WELCOME TO GHANA AND GHANA’S WILDLIFE
Ghana, centrally located on the coast of West Africa, has large and viable populations of wildlife and wild assets [natural heritage] that support a growing eco-tourism industry to complement the nation’s strong cultural and historical attractions. A visit to Ghana’s wildlife parks and other protected areas is like walking into an interesting world of nature. Fortunately for the eco-tourism world, Ghana is only 6 hours from Europe and several airlines link Ghana to the Americas by direct flights.
Ghana, the first sub-Saharan African country to gain independence from the United Kingdom, has carved for itself a place in world history by producing a United Nations Secretary General [H.E. Kofi Annan], and is respected internationally as an international peace-keeper, while the 2009 visit by US President Barak Obama confirmed Ghana’s worldwide appeal as a peaceful democratic African nation.
Ghana has 18 wildlife-protected areas that include the following:
7 National Parks [Mole, Kakum, Kyabobo, Bui, Bia, Nini Suhyien and Digya]
6 Resource Reserves [Ankasa, Gbele, Shai Hills]
4 Wildlife Sanctuaries [Kogyae, Bomfobiri, Kalakpa, Agumatsa]
5 Coastal Ramsar sites / wetlands [Keta lagoon, Songhor lagoon, Muni Pomadze and Densu Delta]
The primary objective of the Wildlife Division of the Forestry Commission of Ghana is wildlife protection and habitat/resource conservation for the sustainable benefits of present and future generations. The Division therefore educates the public and fringe communities on the wise use of resources, and managing the protected areas for eco-tourism is one of such uses. Nature enthusiasts, students, volunteers and researchers have found out how much Ghana offers by way of wildlife and wildlife habitats some of which offer good opportunities for adventure.
Mole National Park in the Northern Region offers close-up encounters with huge Savannah elephants, baboons and other primate species, birds and large antelopes. On the other hand, Kakum National Park near Cape Coast offers visitors deep insights into the natural world of plants, insects, birds and reptiles and monkeys that may be seen at dawn and dusk. A key feature of the Kakum National Park is the 370-metre long suspended canopy walkway 40 metres above the forest floor. Kakum is only 30km from Cape Coast and Elmina, whose castles are among others are recognized as world heritage sites and the oldest European buildings outside Europe. These huge castles are repositories of history relating to the slave trade.

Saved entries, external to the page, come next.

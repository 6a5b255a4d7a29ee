// Copyright (c) 2025 Ronan LE MEILLAT, SCTG Development
// This file is part of the rust-fnirs project and is licensed under the
// SCTG Development Non-Commercial License v1.0 (see LICENSE.md for details).

//! Sustained-load alert configuration

use serde::{Deserialize, Serialize};

/// Alert rules for the sustained cognitive-load detector.
///
/// An alert is raised when ΔO2Hb stays above `threshold` for
/// `duration_seconds` on enough channels. The history ring keeps
/// `history_seconds` of flags, which bounds the usable duration.
#[derive(Debug, Clone, PartialEq, Serialize, Deserialize)]
#[serde(default)]
pub struct AlertConfig {
    /// Attach an alert state to processed samples
    pub enabled: bool,
    /// ΔO2Hb threshold (ΔμM)
    pub threshold: f64,
    /// How long the condition must hold, in seconds
    pub duration_seconds: f64,
    /// Capacity of the flag history, in seconds
    pub history_seconds: f64,
}

impl Default for AlertConfig {
    fn default() -> Self {
        Self {
            enabled: true,
            threshold: 0.004,
            duration_seconds: 3.0,
            history_seconds: 10.0,
        }
    }
}
// Copyright (c) 2025 Ronan LE MEILLAT, SCTG Development
// This file is part of the rust-fnirs project and is licensed under the
// SCTG Development Non-Commercial License v1.0 (see LICENSE.md for details).

//! Run-mode processing
//!
//! This module turns validated samples into hemoglobin changes, quality tags
//! and alert states, and hosts the background worker that drives a pipeline
//! from a sample queue.

pub mod alert;
pub mod consumer;
pub mod pipeline;
pub mod quality;
pub mod result;

pub use alert::AlertDetector;
pub use consumer::{PipelineCommand, PipelineEvent, PipelineWorker, WorkerStats};
pub use pipeline::DataProcessingPipeline;
pub use quality::SignalQualityEstimator;
pub use result::{
    AlertState, BaselineKind, CalibrationReport, ProcessOutcome, ProcessedSample, QualityTag,
};

use crate::config::PipelineConfig;
use crate::error::ProcessingError;

/// Create a processing pipeline from its runtime configuration
pub fn create_pipeline(config: PipelineConfig) -> Result<DataProcessingPipeline, ProcessingError> {
    DataProcessingPipeline::new(config)
}
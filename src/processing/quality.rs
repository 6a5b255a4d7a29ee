// Copyright (c) 2025 Ronan LE MEILLAT, SCTG Development
// This file is part of the rust-fnirs project and is licensed under the
// SCTG Development Non-Commercial License v1.0 (see LICENSE.md for details).

//! Rolling signal quality estimation
//!
//! A channel whose first-wavelength intensity barely moves over the window
//! is most likely not coupled to the scalp. When the device reports a status
//! value, the status alone decides: a placeholder status degrades every
//! channel.

use dasp_ring_buffer::Fixed;

use super::result::QualityTag;
use crate::config::{HardwareConfig, QualityConfig};
use crate::utility::samples_for_duration;
use crate::CHANNEL_COUNT;

/// Population standard deviation, `0.0` for an empty trace
pub fn population_std(trace: &[f64]) -> f64 {
    if trace.is_empty() {
        return 0.0;
    }
    let n = trace.len() as f64;
    let mean = trace.iter().sum::<f64>() / n;
    let variance = trace.iter().map(|v| (v - mean).powi(2)).sum::<f64>() / n;
    variance.sqrt()
}

/// Quality of one intensity trace: degraded when its std is below `std_lower_bound`
pub fn assess_trace(trace: &[f64], std_lower_bound: f64) -> QualityTag {
    if population_std(trace) < std_lower_bound {
        QualityTag::Degraded
    } else {
        QualityTag::Ok
    }
}

/// Keeps the first-wavelength history of every channel and grades it
#[derive(Debug, Clone)]
pub struct SignalQualityEstimator {
    config: QualityConfig,
    hardware: HardwareConfig,
    std_lower_bound: f64,
    history: Fixed<Vec<[f64; CHANNEL_COUNT]>>,
    filled: usize,
}

impl SignalQualityEstimator {
    /// `std_lower_bound` is the flat-trace bound of the active processing mode
    pub fn new(
        config: &QualityConfig,
        hardware: &HardwareConfig,
        std_lower_bound: f64,
        sample_rate: f64,
    ) -> Self {
        let capacity = samples_for_duration(config.window_seconds, sample_rate);
        Self {
            config: config.clone(),
            hardware: hardware.clone(),
            std_lower_bound,
            history: Fixed::from(vec![[0.0; CHANNEL_COUNT]; capacity]),
            filled: 0,
        }
    }

    /// Number of rows the window holds
    pub fn capacity(&self) -> usize {
        self.history.len()
    }

    /// Number of rows written since the last clear, capped at the capacity
    pub fn filled(&self) -> usize {
        self.filled
    }

    /// Append one mapped 16-wide row (the first wavelength of each pair is kept)
    pub fn push(&mut self, mapped: &[f64]) {
        let mut row = [0.0; CHANNEL_COUNT];
        for (slot, pair) in row.iter_mut().zip(mapped.chunks_exact(2)) {
            *slot = pair[0];
        }
        self.history.push(row);
        self.filled = (self.filled + 1).min(self.capacity());
    }

    /// Warm the window with calibration rows, oldest first
    pub fn seed(&mut self, rows: &[Vec<f64>]) {
        let skip = rows.len().saturating_sub(self.capacity());
        for row in &rows[skip..] {
            self.push(row);
        }
    }

    pub fn clear(&mut self) {
        let capacity = self.capacity();
        self.history = Fixed::from(vec![[0.0; CHANNEL_COUNT]; capacity]);
        self.filled = 0;
    }

    /// Reallocate the window for a new sample rate, discarding its contents
    pub fn resize(&mut self, sample_rate: f64) {
        let capacity = samples_for_duration(self.config.window_seconds, sample_rate);
        self.history = Fixed::from(vec![[0.0; CHANNEL_COUNT]; capacity]);
        self.filled = 0;
    }

    /// Grade every channel.
    ///
    /// With a status value the decision is status-driven, otherwise it uses
    /// the filled part of the window.
    pub fn assess(&self, status: Option<f64>) -> Vec<QualityTag> {
        if let Some(status) = status {
            let tag = if self.hardware.is_placeholder(status) {
                QualityTag::Degraded
            } else {
                QualityTag::Ok
            };
            return vec![tag; CHANNEL_COUNT];
        }

        let skip = self.history.len() - self.filled;
        let rows: Vec<&[f64; CHANNEL_COUNT]> = self.history.iter().skip(skip).collect();
        (0..CHANNEL_COUNT)
            .map(|channel| {
                let trace: Vec<f64> = rows.iter().map(|row| row[channel]).collect();
                assess_trace(&trace, self.std_lower_bound)
            })
            .collect()
    }
}
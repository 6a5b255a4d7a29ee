// Copyright (c) 2025 Ronan LE MEILLAT, SCTG Development
// This file is part of the rust-fnirs project and is licensed under the
// SCTG Development Non-Commercial License v1.0 (see LICENSE.md for details).

//! Utility module for common utilities used throughout the project

pub mod noise_generator;

pub use noise_generator::NoiseGenerator;

/// Number of samples covering `seconds` at `sample_rate`, never less than one
pub fn samples_for_duration(seconds: f64, sample_rate: f64) -> usize {
    let count = (seconds * sample_rate).floor();
    if count.is_finite() && count >= 1.0 {
        count as usize
    } else {
        1
    }
}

Ankasa Conservation Area, made up of three protected areas in the Western Region, lies on the border of Ghana with the Ivory Coast and represents the only wet evergreen protected area in almost unspoiled state. It is home to over 800 plant species including some endemic ones like the recently discovered Psychotria. Ankasa also records over 600 butterfly species, and primates are represented by six confirmed species including the white-naped mangabey and 3 unconfirmed species including western chimpanzee, the Roloway Diana monkey and the Western black-and-white colobus. There are over 200 different bird species.
Adventure seekers make their way to the Volta Region where wildlife-protected areas also have waterfalls. These enclaves include the Kalakpa Resource Reserve and the Agumatsa Wildlife Sanctuary. In the northern part of the Volta Region is the Kyabobo National Park, which offers physical adventure in reaching the Kyabobo waterfall and visits to very interesting traditional villages. Kyabobo is dominated by hills, and two of these form the popular ‘breast mountain’. On the other hand, Bomfobiri Wildlife Sanctuary in the Ashanti Region has remarkable rock formations and caves for the adventure-minded.
Visitors interested in the offerings of wetlands and Ramsar sites elect to begin their wildlife adventures with the Keta and Songhor Lagoons to see indigenous and winter migratory birds, and then also wait out July and August to see turtles that include the green turtle, olive-ridley and the leatherbacks. Keta and Songhor are interesting also because of the artisanal fishing that takes place there. The other Ramsar Sites include the Sakumo lagoon and the Densu Delta, at the eastern and western ends of Accra respectively, and the Muni Pomadze at Winneba.
Boabeng-Fiema in the Brong Ahafo Region has a traditional monkey sanctuary for Mona monkeys and Black and White Colobus. What makes this eco-destination special is that for centuries, the monkeys have co-habited in the communities with humans, and command a funeral when they die. It is perhaps the only village in Africa with a special cemetery for monkeys.
In Ghana, you can travel around the national protected areas for unforgettable wildlife experiences with friendly eco tour guides. You are most welcome to our country, which offers culture, warmth and much more.